The software maker also announced it has signed a new advertising-related deal with The Associated Press' Online Video Network.
Microsoft said SmartBrief, Reunion.com and Entrepreneur.com are among the sites that have signed on to use Web advertising management tools it acquired when it bought aQuantive.
The Redmond-based company added that IAC/InterActiveCorp.'s CollegeHumor.com and two other sites now use aQuantive's Atlas AdManager, technology that lets Web publishers schedule and target display advertising campaigns. IAC signed on with aQuantive in July.
Karl Siebrecht, president of the Atlas business, said aQuantive's display advertising technology was "suffering from a lack of visibility" before the Microsoft buyout.
Siebrecht would not name any other new customers but said the wins are "a great proof point that this capability is very valuable relative to other options in the marketplace." Siebrecht was referring to DoubleClick, a dominant online advertising company that is in the process of being acquired by Google Inc.
Separately, Microsoft said its online ad tools have been incorporated into the Web video service that The Associated Press sells to 1,800 newspapers, radio stations and TV affiliates around the country.
The AP, a not-for-profit cooperative, already uses Microsoft's MSN video player to distribute video to its members' Web sites and allows those local media outlets to add their own video. Currently, Microsoft places ads in front of both AP video and the local segments, and the AP, Microsoft and the member split the advertising revenue.
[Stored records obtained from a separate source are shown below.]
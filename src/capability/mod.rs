pub mod fqdn;
mod store;

pub use fqdn::{Fqdn, FqdnKind};
pub use store::{CapabilityStore, SaveOutcome, SaveRequest, canonicalize_code, hash_code};

use anyhow::{Result, bail};
use chrono::{DateTime, Utc};
use serde::{Deserialize, Serialize};
use std::fmt;
use uuid::Uuid;

/// Canonical tool identifier: `server_id:tool_name`.
///
/// The parser also accepts the `mcp__server__tool` spelling some clients emit.
/// A server id never contains `:`.
#[derive(Debug, Clone, PartialEq, Eq, Hash, Serialize, Deserialize)]
#[serde(try_from = "String", into = "String")]
pub struct ToolId {
    pub server: String,
    pub tool: String,
}

impl ToolId {
    pub fn new(server: impl Into<String>, tool: impl Into<String>) -> Self {
        Self {
            server: server.into(),
            tool: tool.into(),
        }
    }

    pub fn parse(s: &str) -> Result<Self> {
        if let Some(rest) = s.strip_prefix("mcp__") {
            if let Some((server, tool)) = rest.split_once("__") {
                if !server.is_empty() && !tool.is_empty() {
                    return Ok(Self::new(server, tool));
                }
            }
            bail!("invalid mcp-style tool id: '{}'", s);
        }
        match s.split_once(':') {
            Some((server, tool)) if !server.is_empty() && !tool.is_empty() => {
                Ok(Self::new(server, tool))
            }
            _ => bail!("invalid tool id '{}': expected server:tool", s),
        }
    }
}

impl fmt::Display for ToolId {
    fn fmt(&self, f: &mut fmt::Formatter<'_>) -> fmt::Result {
        write!(f, "{}:{}", self.server, self.tool)
    }
}

impl TryFrom<String> for ToolId {
    type Error = anyhow::Error;

    fn try_from(value: String) -> Result<Self> {
        Self::parse(&value)
    }
}

impl From<ToolId> for String {
    fn from(value: ToolId) -> Self {
        value.to_string()
    }
}

impl std::str::FromStr for ToolId {
    type Err = anyhow::Error;

    fn from_str(s: &str) -> Result<Self> {
        Self::parse(s)
    }
}

#[derive(Debug, Clone, Copy, PartialEq, Eq, Serialize, Deserialize)]
#[serde(rename_all = "lowercase")]
pub enum CapabilitySource {
    Emergent,
    Imported,
}

impl CapabilitySource {
    pub fn as_str(self) -> &'static str {
        match self {
            CapabilitySource::Emergent => "emergent",
            CapabilitySource::Imported => "imported",
        }
    }

    pub fn from_str_lossy(s: &str) -> Self {
        match s {
            "imported" => CapabilitySource::Imported,
            _ => CapabilitySource::Emergent,
        }
    }
}

/// A content-addressed, statistically tracked reusable code snippet.
#[derive(Debug, Clone, Serialize, Deserialize)]
pub struct Capability {
    pub id: Uuid,
    pub fqdn: Fqdn,
    /// Full SHA-256 over the canonical code, lowercase hex.
    pub code_hash: String,
    pub code_snippet: String,
    #[serde(skip_serializing_if = "Vec::is_empty", default)]
    pub intent_embedding: Vec<f32>,
    pub parameters_schema: Option<serde_json::Value>,
    pub tools_used: Vec<ToolId>,
    pub success_rate: f64,
    pub usage_count: u64,
    pub success_count: u64,
    pub avg_duration_ms: f64,
    pub community_id: Option<i64>,
    pub created_at: DateTime<Utc>,
    pub last_used: DateTime<Utc>,
    pub source: CapabilitySource,
}

#[derive(Debug, Clone, Copy, PartialEq, Eq, Serialize, Deserialize)]
#[serde(rename_all = "lowercase")]
pub enum DependencyEdgeType {
    Contains,
    Sequence,
    Dependency,
    Alternative,
}

impl DependencyEdgeType {
    pub fn as_str(self) -> &'static str {
        match self {
            DependencyEdgeType::Contains => "contains",
            DependencyEdgeType::Sequence => "sequence",
            DependencyEdgeType::Dependency => "dependency",
            DependencyEdgeType::Alternative => "alternative",
        }
    }

    pub fn parse(s: &str) -> Result<Self> {
        match s {
            "contains" => Ok(Self::Contains),
            "sequence" => Ok(Self::Sequence),
            "dependency" => Ok(Self::Dependency),
            "alternative" => Ok(Self::Alternative),
            other => bail!("unknown dependency edge type '{}'", other),
        }
    }
}

#[derive(Debug, Clone, Copy, PartialEq, Eq, Serialize, Deserialize)]
#[serde(rename_all = "lowercase")]
pub enum DependencyEdgeSource {
    Template,
    Observed,
}

impl DependencyEdgeSource {
    pub fn as_str(self) -> &'static str {
        match self {
            DependencyEdgeSource::Template => "template",
            DependencyEdgeSource::Observed => "observed",
        }
    }
}

/// Directed dependency between two capabilities.
#[derive(Debug, Clone, Serialize, Deserialize)]
pub struct DependencyEdge {
    pub from_capability_id: Uuid,
    pub to_capability_id: Uuid,
    pub edge_type: DependencyEdgeType,
    pub edge_source: DependencyEdgeSource,
    pub observed_count: u64,
    pub confidence_score: f64,
    pub created_at: DateTime<Utc>,
    pub last_observed: DateTime<Utc>,
}

/// Direction selector for dependency queries.
#[derive(Debug, Clone, Copy, PartialEq, Eq)]
pub enum DependencyDirection {
    From,
    To,
    Both,
}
Under the new deal, the local news outlet will be able to use the Atlas ad management tools to sell advertising space against their own videos and keep all the ad revenue.
The news outlet will pay the AP $750 to set up the new service and will be asked to meet certain Web traffic goals each month, said Jessica Hawk, director of the AP Online Video Network. The new service is being tested by a handful of media outlets now and will go live in early October.
Hawk said the deal was sealed before Microsoft acquired aQuantive, and that the AP will be the first line of technical support for the new service.
"The long-term strategy here is really getting into the syndication space," Hawk said. Although the AP won't get a cut of the local ad revenue, Hawk said she sees this as a necessary step toward keeping the most savvy media outlets interested in the AP's video offerings. In the next phase of the online video service, Hawk said the AP plans to let local media around the country share their video.